I have always loved my first name. I feel like it's uniquely mine. I know other Mendy's exist (I'm even related to one: Michael's mom's husband's daughter's daughter, got that?) but I've never met one.
And I like it that way. Once when I was at BYU, a girl came over to my apartment for a study group with my roommate and she saw our message board. "There's a 'Mendy' who lives here?" she asked incredulously. I happily cried, "That's me!" Then she went on to explain that she, too, had a roommate named Mendy. I quickly said, "Well, I don't want to meet her. I've never met another Mendy and I don't want to now." She gave me a funny look and went on with her study group. Then next time my roommate hosted the study group, this gal came up to me and said, "I talked to my roommate Mendy and she said that she doesn't want to meet you, either!" Now, that's a girl I can relate to!
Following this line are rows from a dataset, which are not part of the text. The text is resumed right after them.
use chrono::{DateTime, Utc};
use medley_core::models::{Image, MediaType, Video};
use medley_core::AppError;
use sqlx::{FromRow, PgPool, Postgres};
use uuid::Uuid;

/// Database row for the unified media table.
#[derive(Debug, FromRow)]
pub struct MediaRow {
    pub id: Uuid,
    pub owner_id: String,
    pub media_type: MediaType,
    pub content_id: String,
    pub title: Option<String>,
    pub description: Option<String>,
    pub original_size_bytes: String,
    pub compressed_size_bytes: Option<String>,
    pub duration_seconds: Option<f64>,
    pub created_at: DateTime<Utc>,
    pub updated_at: DateTime<Utc>,
}

impl MediaRow {
    /// Build a Video from this row. Title and compressed size are
    /// CHECK-enforced for video rows; a miss indicates a corrupt row.
    pub fn into_video(self) -> Result<Video, AppError> {
        let title = self
            .title
            .ok_or_else(|| AppError::Internal(format!("Video row {} missing title", self.id)))?;
        let compressed_size_bytes = self.compressed_size_bytes.ok_or_else(|| {
            AppError::Internal(format!("Video row {} missing compressed size", self.id))
        })?;
        Ok(Video {
            id: self.id,
            owner_id: self.owner_id,
            content_id: self.content_id,
            title,
            description: self.description,
            original_size_bytes: self.original_size_bytes,
            compressed_size_bytes,
            duration_seconds: self.duration_seconds.unwrap_or(0.0),
            created_at: self.created_at,
            updated_at: self.updated_at,
        })
    }

    pub fn into_image(self) -> Result<Image, AppError> {
        Ok(Image {
            id: self.id,
            owner_id: self.owner_id,
            content_id: self.content_id,
            title: self.title,
            original_size_bytes: self.original_size_bytes,
            created_at: self.created_at,
            updated_at: self.updated_at,
        })
    }
}

/// New video record; created only after the media service upload succeeded.
#[derive(Debug)]
pub struct NewVideo {
    pub owner_id: String,
    pub content_id: String,
    pub title: String,
    pub description: Option<String>,
    pub original_size_bytes: String,
    pub compressed_size_bytes: String,
    pub duration_seconds: f64,
}

/// New image record.
#[derive(Debug)]
pub struct NewImage {
    pub owner_id: String,
    pub content_id: String,
    pub title: Option<String>,
    pub original_size_bytes: String,
}

/// Unified media repository
///
/// All reads and mutations are scoped by owner. Deletion is a single
/// `DELETE .. RETURNING` statement, so concurrent deletes of the same
/// content id resolve to one winner; the loser observes no row.
#[derive(Clone)]
pub struct MediaRepository {
    pool: PgPool,
}

impl MediaRepository {
    pub fn new(pool: PgPool) -> Self {
        Self { pool }
    }

    #[tracing::instrument(skip(self, video), fields(db.table = "media", db.operation = "insert", media_type = "video"))]
    pub async fn create_video(&self, video: NewVideo) -> Result<Video, AppError> {
        let now = Utc::now();
        let row: MediaRow = sqlx::query_as::<Postgres, MediaRow>(
            r#"
            INSERT INTO media (
                id, owner_id, media_type, content_id,
                title, description,
                original_size_bytes, compressed_size_bytes, duration_seconds,
                created_at, updated_at
            )
            VALUES ($1, $2, $3, $4, $5, $6, $7, $8, $9, $10, $11)
            RETURNING *
            "#,
        )
        .bind(Uuid::new_v4())
        .bind(&video.owner_id)
        .bind(MediaType::Video)
        .bind(&video.content_id)
        .bind(&video.title)
        .bind(&video.description)
        .bind(&video.original_size_bytes)
        .bind(&video.compressed_size_bytes)
        .bind(video.duration_seconds)
        .bind(now)
        .bind(now)
        .fetch_one(&self.pool)
        .await?;

        row.into_video()
    }

    #[tracing::instrument(skip(self, image), fields(db.table = "media", db.operation = "insert", media_type = "image"))]
    pub async fn create_image(&self, image: NewImage) -> Result<Image, AppError> {
        let now = Utc::now();
        let row: MediaRow = sqlx::query_as::<Postgres, MediaRow>(
            r#"
            INSERT INTO media (
                id, owner_id, media_type, content_id,
                title, original_size_bytes,
                created_at, updated_at
            )
            VALUES ($1, $2, $3, $4, $5, $6, $7, $8)
            RETURNING *
            "#,
        )
        .bind(Uuid::new_v4())
        .bind(&image.owner_id)
        .bind(MediaType::Image)
        .bind(&image.content_id)
        .bind(&image.title)
        .bind(&image.original_size_bytes)
        .bind(now)
        .bind(now)
        .fetch_one(&self.pool)
        .await?;

        row.into_image()
    }

    /// All videos owned by `owner_id`, most recent first.
    pub async fn list_videos(&self, owner_id: &str) -> Result<Vec<Video>, AppError> {
        let rows: Vec<MediaRow> = sqlx::query_as::<Postgres, MediaRow>(
            r#"
            SELECT * FROM media
            WHERE owner_id = $1 AND media_type = $2
            ORDER BY created_at DESC
            "#,
        )
        .bind(owner_id)
        .bind(MediaType::Video)
        .fetch_all(&self.pool)
        .await?;

        rows.into_iter().map(MediaRow::into_video).collect()
    }

    /// All images owned by `owner_id`, most recent first.
    pub async fn list_images(&self, owner_id: &str) -> Result<Vec<Image>, AppError> {
        let rows: Vec<MediaRow> = sqlx::query_as::<Postgres, MediaRow>(
            r#"
            SELECT * FROM media
            WHERE owner_id = $1 AND media_type = $2
            ORDER BY created_at DESC
            "#,
        )
        .bind(owner_id)
        .bind(MediaType::Image)
        .fetch_all(&self.pool)
        .await?;

        rows.into_iter().map(MediaRow::into_image).collect()
    }

    #[tracing::instrument(skip(self), fields(db.table = "media", db.operation = "delete", media_type = "video"))]
    pub async fn delete_video(
        &self,
        owner_id: &str,
        content_id: &str,
    ) -> Result<Option<Video>, AppError> {
        let row = self
            .delete_row(owner_id, content_id, MediaType::Video)
            .await?;
        row.map(MediaRow::into_video).transpose()
    }

    #[tracing::instrument(skip(self), fields(db.table = "media", db.operation = "delete", media_type = "image"))]
    pub async fn delete_image(
        &self,
        owner_id: &str,
        content_id: &str,
    ) -> Result<Option<Image>, AppError> {
        let row = self
            .delete_row(owner_id, content_id, MediaType::Image)
            .await?;
        row.map(MediaRow::into_image).transpose()
    }

    /// Atomic owner-scoped removal; returns the removed row, if any.
    async fn delete_row(
        &self,
        owner_id: &str,
        content_id: &str,
        media_type: MediaType,
    ) -> Result<Option<MediaRow>, AppError> {
        let row: Option<MediaRow> = sqlx::query_as::<Postgres, MediaRow>(
            r#"
            DELETE FROM media
            WHERE owner_id = $1 AND content_id = $2 AND media_type = $3
            RETURNING *
            "#,
        )
        .bind(owner_id)
        .bind(content_id)
        .bind(media_type)
        .fetch_optional(&self.pool)
        .await?;

        Ok(row)
    }
}

#[cfg(test)]
mod tests {
    use super::*;

    fn video_row() -> MediaRow {
        MediaRow {
            id: Uuid::new_v4(),
            owner_id: "user_1".to_string(),
            media_type: MediaType::Video,
            content_id: "gallery/v1".to_string(),
            title: Some("clip".to_string()),
            description: Some("a clip".to_string()),
            original_size_bytes: "1000".to_string(),
            compressed_size_bytes: Some("500".to_string()),
            duration_seconds: Some(12.5),
            created_at: Utc::now(),
            updated_at: Utc::now(),
        }
    }

    #[test]
    fn test_row_into_video() {
        let video = video_row().into_video().unwrap();
        assert_eq!(video.title, "clip");
        assert_eq!(video.compressed_size_bytes, "500");
        assert_eq!(video.duration_seconds, 12.5);
    }

    #[test]
    fn test_row_into_video_defaults_duration() {
        let mut row = video_row();
        row.duration_seconds = None;
        let video = row.into_video().unwrap();
        assert_eq!(video.duration_seconds, 0.0);
    }

    #[test]
    fn test_row_missing_title_is_an_error() {
        let mut row = video_row();
        row.title = None;
        assert!(row.into_video().is_err());
    }

    #[test]
    fn test_row_into_image_title_optional() {
        let mut row = video_row();
        row.media_type = MediaType::Image;
        row.title = None;
        let image = row.into_image().unwrap();
        assert_eq!(image.title, None);
        assert_eq!(image.content_id, "gallery/v1");
    }
}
I am not trying to sound unfriendly or snobby, but my name has always been mine and mine alone. I cannot image being in a large group, hearing my name and turning to see that someone was actually calling the girl next to me. It's just unfathomable to me. (By contrast, my Michael's number on the census search is 2758--no wonder we get phone calls for the wrong Michael all the time!)
Whenever my mom is with me when I introduce myself to someone new she apologizes to me. The conversation can easily go like this:
Me: My name is Mendy.
New Person: Mindy?
Me: No, Mendy.
New Person: Mandy?
Me: No, it's actually "Mendy" with an "e."
New Person: OH, Wendy!
Me: No, Mendy. M-E-N-D-Y.
I have learned that I can shorten this whole process by just spelling it from the get-go.
Lots of people wonder if my name is short for anything. It's not. When my mom was pregnant with me, she wanted to name me Abigail and call me Abby (if I was a girl, of course) but my dad wasn't on board. Then, my mom's best friend's husband said, "You know what name I think is nice? Mendy." And that's where it came from. My mom swears by this story, but "Uncle Alan" denies it and now claims that he'd never heard the name before in his life. The controversy!
There are two categories of people who understand and accept my name immediately upon hearing it: children and foreigners. I think it's because they don't have years of only Mindy/Mandy/Wendy being ingrained in their brains.
It used to really annoy me when people said my name incorrectly. In college, I met some people who would just call me Mindy because they said it was "easier." I actually had a couple of guys ask me what the big deal was when I corrected them on how to say my name. They said, "It's just a vowel!" to which I responded, "Yes, Jiff (or Mitt) it is 'just a vowel,' but it makes all the difference, doesn't it?" I do let it slide more these days; I think there are several people at church, for instance, who call me Mindy. Oh, well.
So, that's the extra-large scoop on my first name. It's unusual; I love it. Sometimes it's a pain (like when people think it's a typo and "correct" it for me) but I wouldn't trade it for any other name. I hope all my kids like their names as much as I like mine!